**EXERCISE:**
The answer must be every line below that holds the word "reference".

Dataset entries:
=== Begin Enclosure ===

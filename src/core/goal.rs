//! Monthly goal evaluation and the soft-cap admission rule.

use crate::config::GoalPolicy;
use std::fmt;

#[derive(Debug, Clone, Copy, PartialEq, Eq)]
pub enum GoalState {
    UnderGoal,
    GoalReached,
}

/// `GoalReached` iff `count >= goal`. The count is always recomputed from the
/// current month's records, so the state resets on month rollover.
pub fn evaluate(count: usize, goal: u32) -> GoalState {
    if count >= goal as usize {
        GoalState::GoalReached
    } else {
        GoalState::UnderGoal
    }
}

/// Informational notice shown before an in-person day beyond the goal.
#[derive(Debug, Clone, PartialEq, Eq)]
pub struct GoalNotice {
    pub count: usize,
    pub goal: u32,
}

impl fmt::Display for GoalNotice {
    fn fmt(&self, f: &mut fmt::Formatter<'_>) -> fmt::Result {
        write!(
            f,
            "Você já atingiu a meta de {} dias presenciais neste mês! ({} registrados)",
            self.goal, self.count
        )
    }
}

/// Outcome of checking an in-person submission against the goal.
#[derive(Debug, Clone, PartialEq, Eq)]
pub enum Admission {
    Proceed,
    ProceedWithNotice(GoalNotice),
    NeedsConfirmation(GoalNotice),
}

pub fn admit(count: usize, goal: u32, policy: GoalPolicy, confirmed: bool) -> Admission {
    if evaluate(count, goal) == GoalState::UnderGoal {
        return Admission::Proceed;
    }

    let notice = GoalNotice { count, goal };
    match policy {
        GoalPolicy::Notice => Admission::ProceedWithNotice(notice),
        GoalPolicy::Strict if confirmed => Admission::ProceedWithNotice(notice),
        GoalPolicy::Strict => Admission::NeedsConfirmation(notice),
    }
}
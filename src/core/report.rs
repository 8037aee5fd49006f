//! Monthly aggregation: the current month's slice of the ledger and the
//! progress report shown to the user.

use crate::config::Config;
use crate::errors::AppResult;
use crate::models::{Markers, PresenceRecord, Response};
use crate::store::RecordStore;
use crate::utils::date::same_month;
use chrono::NaiveDate;
use tracing::warn;

pub const NO_PRESENCE_LINE: &str = "Nenhuma presença registrada neste mês.";
pub const REPORT_UNAVAILABLE: &str = "Relatório indisponível.";
pub const PENDING_LINE: &str = "🔲 (presencial pendente)";

/// Records of one calendar month, newest first.
#[derive(Debug, Clone, PartialEq)]
pub struct MonthlyView {
    pub reference: NaiveDate,
    pub records: Vec<PresenceRecord>,
    pub in_person_count: usize,
}

impl MonthlyView {
    pub fn pending(&self, goal: u32) -> usize {
        (goal as usize).saturating_sub(self.in_person_count)
    }
}

/// Keep the records sharing `reference`'s month and year, and count the
/// in-person ones. The ledger itself is never touched.
pub fn monthly_view(all: &[PresenceRecord], reference: NaiveDate, markers: &Markers) -> MonthlyView {
    let mut records: Vec<PresenceRecord> = all
        .iter()
        .filter(|r| same_month(r.date, reference))
        .cloned()
        .collect();

    // stable: ties keep the store's order
    records.sort_by(|a, b| b.key().cmp(&a.key()));

    let in_person_count = records
        .iter()
        .filter(|r| r.kind(markers).is_in_person())
        .count();

    MonthlyView {
        reference,
        records,
        in_person_count,
    }
}

pub fn render_report(view: &MonthlyView, goal: u32, markers: &Markers) -> String {
    if view.in_person_count == 0 {
        return NO_PRESENCE_LINE.to_string();
    }

    let mut out = format!(
        "Você registrou {} dia(s) presencial(is) neste mês:\n\n",
        view.in_person_count
    );

    for r in &view.records {
        let line = match r.kind(markers) {
            Response::InPerson => format!("🏢 {} - {} (Presencial)", r.display_date(), r.area),
            Response::Remote => format!("🏠 {} - Trabalho Remoto", r.display_date()),
            Response::Other(_) => format!("☑️ {} - {}", r.display_date(), r.area),
        };
        out.push_str(&line);
        if !r.observation.is_empty() {
            out.push_str(&format!(" [{}]", r.observation));
        }
        out.push('\n');
    }

    for _ in 0..view.pending(goal) {
        out.push_str(PENDING_LINE);
        out.push('\n');
    }

    out
}

/// Current-month view read straight from the store.
pub fn current_view(
    store: &dyn RecordStore,
    cfg: &Config,
    today: NaiveDate,
) -> AppResult<MonthlyView> {
    let all = store.list_all()?;
    Ok(monthly_view(&all, today, &cfg.markers()))
}

/// In-person days of the month containing `today`.
pub fn monthly_count(store: &dyn RecordStore, cfg: &Config, today: NaiveDate) -> AppResult<usize> {
    Ok(current_view(store, cfg, today)?.in_person_count)
}

/// Report for the month of `reference`. A failing read yields a fallback
/// text instead of an error, so a broken report never blocks recording.
pub fn report_or_fallback(store: &dyn RecordStore, cfg: &Config, reference: NaiveDate) -> String {
    match current_view(store, cfg, reference) {
        Ok(view) => render_report(&view, cfg.default_goal, &cfg.markers()),
        Err(e) => {
            warn!("monthly report unavailable: {e}");
            REPORT_UNAVAILABLE.to_string()
        }
    }
}
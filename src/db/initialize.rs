use crate::db::migrate::run_pending_migrations;
use crate::errors::AppResult;
use rusqlite::Connection;
use tracing::debug;

/// Bring a freshly opened ledger up to the current schema.
/// Safe to call on every open: applied steps are skipped.
pub fn init_db(conn: &Connection) -> AppResult<()> {
    run_pending_migrations(conn)?;
    debug!("ledger schema ready");
    Ok(())
}
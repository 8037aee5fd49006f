//! Unified application error type.
//! All modules (config, store, core, cli) return AppError to keep the error
//! handling consistent and easy to surface to the user.

use std::io;
use thiserror::Error;

#[derive(Error, Debug)]
pub enum AppError {
    // ---------------------------
    // IO
    // ---------------------------
    #[error("I/O error: {0}")]
    Io(#[from] io::Error),

    // ---------------------------
    // Storage
    // ---------------------------
    #[error("Database error: {0}")]
    Db(#[from] rusqlite::Error),

    #[error("Ledger file error: {0}")]
    Csv(#[from] csv::Error),

    #[error("Storage error: {0}")]
    Storage(String),

    // ---------------------------
    // Malformed data
    // ---------------------------
    #[error("Corrupt persisted data: {0}")]
    Decode(String),

    #[error("Malformed import document: {0}")]
    Parse(String),

    #[error("Invalid record at position {position}: {reason}")]
    Validation { position: usize, reason: String },

    #[error("Invalid date format: {0}")]
    InvalidDate(String),

    // ---------------------------
    // Config / domain rules
    // ---------------------------
    #[error("Configuration error: {0}")]
    Config(String),

    #[error("Unknown work area '{0}'")]
    InvalidArea(String),

    #[error("Monthly goal already reached ({count}/{goal}); confirm to record an extra day")]
    GoalReached { count: usize, goal: u32 },

    // ---------------------------
    // Export
    // ---------------------------
    #[error("Serialization error: {0}")]
    Serialize(String),

    // ---------------------------
    // Generic fallback
    // ---------------------------
    #[error("Internal error: {0}")]
    Other(String),
}

impl AppError {
    /// True for failures raised by the ledger backend itself.
    pub fn is_storage(&self) -> bool {
        matches!(
            self,
            AppError::Db(_) | AppError::Csv(_) | AppError::Storage(_)
        )
    }
}

pub type AppResult<T> = Result<T, AppError>;
//! Bulk import of interchange documents into the ledger.
//!
//! The whole document is parsed and validated before the store is touched;
//! a single bad record rejects the batch.

use crate::config::Config;
use crate::errors::{AppError, AppResult};
use crate::export::{ExchangeRecord, ImportFormat};
use crate::models::record::{DATE_FORMAT, parse_time};
use crate::models::{Markers, PresenceRecord};
use crate::store::RecordStore;
use chrono::NaiveDate;
use std::fs;
use std::path::Path;
use tracing::{debug, info};

pub struct ImportLogic;

impl ImportLogic {
    /// Import the document at `path`. Returns the number of records
    /// actually inserted; records already in the ledger are skipped.
    pub fn import(
        store: &mut dyn RecordStore,
        cfg: &Config,
        path: &Path,
        format: ImportFormat,
    ) -> AppResult<usize> {
        let content = fs::read_to_string(path)?;
        let parsed = parse(&content, format)?;
        debug!(count = parsed.len(), path = %path.display(), "interchange document parsed");

        let records = validate_all(&parsed, &cfg.markers())?;
        let inserted = store.import_batch(&records)?;

        info!(
            inserted,
            skipped = records.len() - inserted,
            "import finished"
        );
        Ok(inserted)
    }
}

/// Decode an interchange document. Structural problems are `Parse` errors;
/// missing fields come back empty and are caught by validation.
pub fn parse(content: &str, format: ImportFormat) -> AppResult<Vec<ExchangeRecord>> {
    match format {
        ImportFormat::Json => serde_json::from_str(content)
            .map_err(|e| AppError::Parse(format!("invalid JSON document: {e}"))),
        ImportFormat::Csv => {
            let mut rdr = csv::ReaderBuilder::new()
                .has_headers(true)
                .trim(csv::Trim::All)
                .from_reader(content.as_bytes());
            rdr.deserialize()
                .enumerate()
                .map(|(i, row)| {
                    row.map_err(|e| AppError::Parse(format!("CSV row {}: {e}", i + 1)))
                })
                .collect()
        }
    }
}

/// Validate every record, stopping at the first failure.
pub fn validate_all(items: &[ExchangeRecord], markers: &Markers) -> AppResult<Vec<PresenceRecord>> {
    items
        .iter()
        .enumerate()
        .map(|(position, item)| {
            validate(item, markers).map_err(|reason| AppError::Validation { position, reason })
        })
        .collect()
}

fn validate(item: &ExchangeRecord, markers: &Markers) -> Result<PresenceRecord, String> {
    for (name, value) in [
        ("date", &item.date),
        ("time", &item.time),
        ("response", &item.response),
    ] {
        if value.trim().is_empty() {
            return Err(format!("missing {name}"));
        }
    }

    let date = NaiveDate::parse_from_str(item.date.trim(), DATE_FORMAT)
        .map_err(|_| format!("invalid date '{}'", item.date))?;
    let time = parse_time(item.time.trim()).ok_or_else(|| format!("invalid time '{}'", item.time))?;

    let record = PresenceRecord {
        date,
        time,
        response: item.response.trim().to_string(),
        observation: item.observation.clone(),
        area: item.area.trim().to_string(),
    };
    record.check_area(markers)?;
    Ok(record)
}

=== End Enclosure ===

**RESPONSE TO THE TASK:**
    pub reference: NaiveDate,
/// Keep the records sharing `reference`'s month and year, and count the
pub fn monthly_view(all: &[PresenceRecord], reference: NaiveDate, markers: &Markers) -> MonthlyView {
        .filter(|r| same_month(r.date, reference))
        reference,
/// Report for the month of `reference`. A failing read yields a fallback
pub fn report_or_fallback(store: &dyn RecordStore, cfg: &Config, reference: NaiveDate) -> String {
    match current_view(store, cfg, reference) {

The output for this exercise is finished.